Tuesday, January 18, 2022

Grass Roots Worship- part 2


 My sister, a 26-year-old missionary, died unexpectedly in Malaysia in 2010.

When all the hard things you've walked through before come to a screeching halt in the face of the pain in front of you, it causes a crisis of identity, of faith. At least it did for me.

Shattered into a million pieces, but still required to function on a daily basis, I did what everyone does. I went through the motions. I kept putting one foot in front of the other.

One day, driving somewhere, worship music playing, I remember hearing a song with the words from Romans 8:28. "You make all things work together for my good..."

I reached and turned down the sound. I even said aloud, "But why this? Why does it have to be like THIS? How is this for my good?"

For nearly 2 years, whenever that song played (and it was popular at the time so I heard it a lot) I couldn't bring myself to sing the words.

They stuck in my throat. I rejected them. Because I didn't WANT them to be true. And somehow in my mind if I didn't sing them, if I didn't agree with them out of my mouth...I was successfully letting God know exactly how I felt about what He had chosen to work for my good.

For even longer than that, I struggled with stories about healing, and singing worship songs that praised God for being a miracle worker, a healer, sovereign.

I knew all fo that was true. I believed it.

But also, also my sister died, while we prayed for her healing. He hadn't healed her. We had not seen a miracle. His sovereignty at work felt like being slashed through the heart. That's honestly how it felt to me. I was so confused and shaken.

And somehow I simply couldn't bring myself to really MEAN the words that proclaimed what I knew to be true. It felt false to sing them.
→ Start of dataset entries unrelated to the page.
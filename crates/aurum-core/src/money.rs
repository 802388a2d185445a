//! # Money Module
//!
//! Provides the `Money` type for monetary values in an estimation.
//!
//! ## Why Decimal Money?
//! ```text
//! ┌─────────────────────────────────────────────────────────────────────────┐
//! │  THE FLOATING POINT PROBLEM                                             │
//! │                                                                         │
//! │  In binary floating point:                                              │
//! │    5.5 g × ₹6123.45/g = 33678.975000000006  ❌ WRONG!                   │
//! │                                                                         │
//! │  Jewelry pricing multiplies fractional grams by per-gram rates and     │
//! │  then applies percentages, so integer paise alone is not enough.       │
//! │                                                                         │
//! │  OUR SOLUTION: rust_decimal                                            │
//! │    5.5 × 6123.45 = 33678.975 exactly                                   │
//! │    Rounding happens only when a value is displayed or printed          │
//! │                                                                         │
//! └─────────────────────────────────────────────────────────────────────────┘
//! ```
//!
//! ## Usage
//! ```rust
//! use aurum_core::money::Money;
//! use rust_decimal_macros::dec;
//!
//! let metal = Money::new(dec!(33000));
//! let wastage = metal.percent(dec!(10));
//! assert_eq!(wastage.amount(), dec!(3300));
//!
//! let total = metal + wastage;
//! assert_eq!(total.to_string(), "₹36300.00");
//! ```

use rust_decimal::{Decimal, RoundingStrategy};
use serde::{Deserialize, Serialize};
use std::fmt;
use std::iter::Sum;
use std::ops::{Add, AddAssign, Mul, Sub, SubAssign};

/// Number of decimal places used when a value is shown to a customer.
pub const DISPLAY_DECIMALS: u32 = 2;

// =============================================================================
// Money Type
// =============================================================================

/// A monetary value in rupees, held as an exact decimal.
///
/// ## Design Decisions
/// - **Decimal (not f64)**: weights × rates × percentages stay exact
/// - **Signed**: intermediate values (credits before clamping) may be negative
/// - **No implicit rounding**: arithmetic keeps full precision; use
///   [`Money::round_for_display`] at the presentation edge
///
/// ## Where Money is Used
/// ```text
/// ┌─────────────────────────────────────────────────────────────────────────┐
/// │  net weight × rate ──► metal value ──┬──► making charge (percentage)   │
/// │                                      ├──► wastage (percentage)         │
/// │                                      ▼                                  │
/// │                                   subtotal ──► tax ──► line total       │
/// │                                                                         │
/// │  Σ line totals − purchase − chit − advance ──► net payable (≥ 0)        │
/// └─────────────────────────────────────────────────────────────────────────┘
/// ```
#[derive(Debug, Clone, Copy, PartialEq, Eq, PartialOrd, Ord, Hash, Serialize, Deserialize)]
#[serde(transparent)]
pub struct Money(Decimal);

impl Money {
    /// Creates a Money value from a decimal rupee amount.
    #[inline]
    pub const fn new(amount: Decimal) -> Self {
        Money(amount)
    }

    /// Returns the rupee amount as a decimal.
    #[inline]
    pub const fn amount(&self) -> Decimal {
        self.0
    }

    /// Returns zero money value.
    ///
    /// ## Example
    /// ```rust
    /// use aurum_core::money::Money;
    ///
    /// let zero = Money::zero();
    /// assert!(zero.is_zero());
    /// ```
    #[inline]
    pub const fn zero() -> Self {
        Money(Decimal::ZERO)
    }

    /// Checks if the value is zero.
    #[inline]
    pub fn is_zero(&self) -> bool {
        self.0.is_zero()
    }

    /// Checks if the value is strictly positive.
    #[inline]
    pub fn is_positive(&self) -> bool {
        self.0 > Decimal::ZERO
    }

    /// Checks if the value is strictly negative.
    #[inline]
    pub fn is_negative(&self) -> bool {
        self.0 < Decimal::ZERO
    }

    /// Returns `percent`% of this amount (`amount × percent / 100`).
    ///
    /// ## Example
    /// ```rust
    /// use aurum_core::money::Money;
    /// use rust_decimal_macros::dec;
    ///
    /// let subtotal = Money::new(dec!(36800));
    /// assert_eq!(subtotal.percent(dec!(3)).amount(), dec!(1104));
    /// ```
    #[inline]
    pub fn percent(&self, percent: Decimal) -> Money {
        Money(self.0 * percent / Decimal::ONE_HUNDRED)
    }

    /// Returns this value, or zero if it is negative.
    ///
    /// Used for net payable: credits can never make the shop owe the customer.
    #[inline]
    pub fn floor_at_zero(self) -> Money {
        if self.is_negative() {
            Money::zero()
        } else {
            self
        }
    }

    /// Rounds to paise (half away from zero) for receipts and screens.
    ///
    /// ## Example
    /// ```rust
    /// use aurum_core::money::Money;
    /// use rust_decimal_macros::dec;
    ///
    /// let metal = Money::new(dec!(33678.975));
    /// assert_eq!(metal.round_for_display().amount(), dec!(33678.98));
    /// ```
    pub fn round_for_display(&self) -> Money {
        Money(
            self.0
                .round_dp_with_strategy(DISPLAY_DECIMALS, RoundingStrategy::MidpointAwayFromZero),
        )
    }
}

// =============================================================================
// Trait Implementations
// =============================================================================

/// Display shows rupees rounded to paise.
///
/// ## Note
/// Grouping (lakh/crore separators) is a presentation concern and is left
/// to the receipt/screen layer.
impl fmt::Display for Money {
    fn fmt(&self, f: &mut fmt::Formatter<'_>) -> fmt::Result {
        let rounded = self.round_for_display().0;
        let sign = if rounded.is_sign_negative() && !rounded.is_zero() {
            "-"
        } else {
            ""
        };
        write!(
            f,
            "{}₹{:.prec$}",
            sign,
            rounded.abs(),
            prec = DISPLAY_DECIMALS as usize
        )
    }
}

impl Default for Money {
    fn default() -> Self {
        Money::zero()
    }
}

impl From<Decimal> for Money {
    fn from(amount: Decimal) -> Self {
        Money(amount)
    }
}

impl Add for Money {
    type Output = Self;

    #[inline]
    fn add(self, other: Self) -> Self {
        Money(self.0 + other.0)
    }
}

impl AddAssign for Money {
    #[inline]
    fn add_assign(&mut self, other: Self) {
        self.0 += other.0;
    }
}

impl Sub for Money {
    type Output = Self;

    #[inline]
    fn sub(self, other: Self) -> Self {
        Money(self.0 - other.0)
    }
}

impl SubAssign for Money {
    #[inline]
    fn sub_assign(&mut self, other: Self) {
        self.0 -= other.0;
    }
}

/// Multiplication by a decimal factor (grams, pieces).
impl Mul<Decimal> for Money {
    type Output = Self;

    #[inline]
    fn mul(self, factor: Decimal) -> Self {
        Money(self.0 * factor)
    }
}

impl Sum for Money {
    fn sum<I: Iterator<Item = Money>>(iter: I) -> Self {
        iter.fold(Money::zero(), |acc, m| acc + m)
    }
}

impl<'a> Sum<&'a Money> for Money {
    fn sum<I: Iterator<Item = &'a Money>>(iter: I) -> Self {
        iter.fold(Money::zero(), |acc, m| acc + *m)
    }
}

// =============================================================================
// Unit Tests
// =============================================================================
And so, I forced them out when I HAD to, but mostly avoided them at all cost.

A faith crisis finds us all, at one point or another, and while everyone has different circumstances that lead them there...God is always faithful to us in them.

My kids had a terrifying experience in the snow a few years after Joy's death, and as I sat with them, snuggled in my bed while near-hypothermia lingered, I remember thanking God for protecting them, for sparing them, for miraculously intervening and keeping them from drowning in the sub-freezing water they had fallen into.

And hope sparked back to life.

The Holy Spirit gently reminded me that my God still did miracles, had never stopped, and maybe my spiritual eyes needed some adjustments.

I sat kissing the cheeks and hands and blonde heads of my kids, crying and saying "thank you" over and over for the warmth returning to their bodies, and I saw the Lord's faithfulness, as if for the first time.

Songs began to resonate deeply again. I remembered...I remembered that even in the valley shadowed by death, He was with me. I had not died of a broken heart. And that was a miracle. Joy had not been healed the way I asked for, but she was healed and whole in heaven. And that was a miracle, even if it wasn't the one I wanted. 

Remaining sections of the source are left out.